### Exercise
The lines to be copied are those below that contain "crate".

Stored items
▼

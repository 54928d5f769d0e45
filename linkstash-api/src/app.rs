/// Application state and router builder
///
/// This module defines the shared application state and builds the Axum
/// router with all routes and middleware.
///
/// # Example
///
/// ```no_run
/// use linkstash_api::{app::AppState, config::Config};
/// use sqlx::PgPool;
///
/// # async fn example() -> anyhow::Result<()> {
/// let config = Config::from_env()?;
/// let pool = PgPool::connect(&config.database.url).await?;
/// let state = AppState::new(pool, config);
/// let app = linkstash_api::app::build_router(state);
/// # Ok(())
/// # }
/// ```
use crate::{
    config::Config,
    metadata::{FetchMetadata, HttpMetadataFetcher},
    middleware::security::SecurityHeadersLayer,
};
use axum::{
    extract::Request,
    http::{header, HeaderValue, Method},
    middleware::Next,
    response::Response,
    routing::{get, patch, post},
    Router,
};
use linkstash_shared::auth::middleware::resolve_bearer;
use sqlx::PgPool;
use std::sync::Arc;
use tower_http::{
    cors::CorsLayer,
    trace::{DefaultMakeSpan, DefaultOnResponse, TraceLayer},
};
use tracing::Level;

/// Shared application state
///
/// Cloned per request via Axum's `State` extractor; everything inside is
/// either a pool handle or an Arc, so clones are cheap. The metadata fetcher
/// sits behind a trait object so tests can swap in a stub.
#[derive(Clone)]
pub struct AppState {
    /// Database connection pool
    pub db: PgPool,

    /// Application configuration
    pub config: Arc<Config>,

    /// Page metadata fetcher used by the bookmark creation flow
    pub metadata: Arc<dyn FetchMetadata>,
}

impl AppState {
    /// Creates application state with the production metadata fetcher
    pub fn new(db: PgPool, config: Config) -> Self {
        Self::with_fetcher(db, config, Arc::new(HttpMetadataFetcher::new()))
    }

    /// Creates application state with a custom metadata fetcher
    ///
    /// Tests use this to avoid network fetches.
    pub fn with_fetcher(db: PgPool, config: Config, metadata: Arc<dyn FetchMetadata>) -> Self {
        Self {
            db,
            config: Arc::new(config),
            metadata,
        }
    }

    /// Gets the JWT secret for token operations
    pub fn jwt_secret(&self) -> &str {
        &self.config.jwt.secret
    }
}

/// Builds the complete Axum router with all routes and middleware
///
/// # Architecture
///
/// ```text
/// /
/// ├── /health                       # Health check (public)
/// ├── /auth/                        # Authentication (public)
/// │   ├── POST /register            # Also seeds system collections
/// │   ├── POST /login
/// │   └── POST /refresh
/// ├── /bookmarks/                   # Authenticated
/// │   ├── POST   /                  # Create (dedup, tag linking, async enrichment)
/// │   ├── GET    /                  # List (filters, sort, pagination)
/// │   ├── POST   /bulk              # Batch create
/// │   ├── PATCH  /bulk              # Batch update
/// │   ├── POST   /bulk/archive      # Batch archive
/// │   ├── GET    /:id               # Fetch one with its tags
/// │   ├── PATCH  /:id               # Update (tag-set replacement)
/// │   ├── DELETE /:id               # Hard delete, archive-guarded
/// │   ├── POST   /:id/archive
/// │   └── POST   /:id/unarchive
/// ├── /collections/                 # Authenticated CRUD + children + slug lookup
/// ├── /tags/                        # Authenticated list/search/update/delete
/// ├── /search                       # Authenticated cross-entity search
/// └── /user/                        # Authenticated profile + stats
/// ```
pub fn build_router(state: AppState) -> Router {
    use crate::routes;

    // Health check (public, no auth)
    let health_routes = Router::new().route("/health", get(routes::health::health_check));

    // Auth routes (public, no auth required)
    let auth_routes = Router::new()
        .route("/register", post(routes::auth::register))
        .route("/login", post(routes::auth::login))
        .route("/refresh", post(routes::auth::refresh));

    let bookmark_routes = Router::new()
        .route(
            "/",
            post(routes::bookmarks::create::create_bookmark)
                .get(routes::bookmarks::list::list_bookmarks),
        )
        .route(
            "/bulk",
            post(routes::bookmarks::bulk::bulk_create).patch(routes::bookmarks::bulk::bulk_update),
        )
        .route("/bulk/archive", post(routes::bookmarks::bulk::bulk_archive))
        .route(
            "/:id",
            get(routes::bookmarks::get::get_bookmark)
                .patch(routes::bookmarks::update::update_bookmark)
                .delete(routes::bookmarks::lifecycle::delete_bookmark),
        )
        .route(
            "/:id/archive",
            post(routes::bookmarks::lifecycle::archive_bookmark),
        )
        .route(
            "/:id/unarchive",
            post(routes::bookmarks::lifecycle::unarchive_bookmark),
        );

    let collection_routes = Router::new()
        .route(
            "/",
            post(routes::collections::create_collection).get(routes::collections::list_collections),
        )
        .route("/slug/:slug", get(routes::collections::get_collection_by_slug))
        .route(
            "/:id",
            get(routes::collections::get_collection)
                .patch(routes::collections::update_collection)
                .delete(routes::collections::delete_collection),
        )
        .route("/:id/children", get(routes::collections::list_children))
        .route("/:id/bookmarks", get(routes::collections::list_collection_bookmarks));

    let tag_routes = Router::new()
        .route("/", get(routes::tags::list_tags))
        .route("/search", get(routes::tags::search_tags))
        .route(
            "/:id",
            patch(routes::tags::update_tag).delete(routes::tags::delete_tag),
        );

    let search_routes = Router::new().route("/", get(routes::search::global_search));

    let user_routes = Router::new()
        .route("/me", get(routes::users::me))
        .route("/stats", get(routes::users::stats))
        .route("/profile", patch(routes::users::update_profile));

    // Everything except health and auth requires a session
    let protected_routes = Router::new()
        .nest("/bookmarks", bookmark_routes)
        .nest("/collections", collection_routes)
        .nest("/tags", tag_routes)
        .nest("/search", search_routes)
        .nest("/user", user_routes)
        .layer(axum::middleware::from_fn_with_state(
            state.clone(),
            jwt_auth_layer,
        ));

    // Configure CORS based on environment
    let cors = if state.config.api.cors_origins.contains(&"*".to_string()) {
        // Development mode: permissive CORS
        CorsLayer::permissive()
    } else {
        // Production mode: configure allowed origins
        let origins: Vec<HeaderValue> = state
            .config
            .api
            .cors_origins
            .iter()
            .filter_map(|origin| origin.parse().ok())
            .collect();

        CorsLayer::new()
            .allow_origin(origins)
            .allow_methods([
                Method::GET,
                Method::POST,
                Method::PATCH,
                Method::DELETE,
                Method::OPTIONS,
            ])
            .allow_headers([header::AUTHORIZATION, header::CONTENT_TYPE])
            .allow_credentials(true)
            .max_age(std::time::Duration::from_secs(3600))
    };

    Router::new()
        .merge(health_routes)
        .nest("/auth", auth_routes)
        .merge(protected_routes)
        .layer(
            TraceLayer::new_for_http()
                .make_span_with(DefaultMakeSpan::new().level(Level::INFO))
                .on_response(DefaultOnResponse::new().level(Level::INFO)),
        )
        .layer(cors)
        .layer(SecurityHeadersLayer::new(state.config.api.production))
        .with_state(state)
}

/// JWT authentication middleware layer
///
/// Resolves the Authorization header to an `AuthContext` and injects it into
/// request extensions; this is the only place request headers become a user
/// id.
async fn jwt_auth_layer(
    state: axum::extract::State<AppState>,
    mut req: Request,
    next: Next,
) -> Result<Response, crate::error::ApiError> {
    let auth_header = req
        .headers()
        .get(axum::http::header::AUTHORIZATION)
        .and_then(|v| v.to_str().ok());

    let auth_context = resolve_bearer(auth_header, state.jwt_secret())?;

    req.extensions_mut().insert(auth_context);

    Ok(next.run(req).await)
}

▲

### Solution below
use crate::{
    use crate::routes;
) -> Result<Response, crate::error::ApiError> {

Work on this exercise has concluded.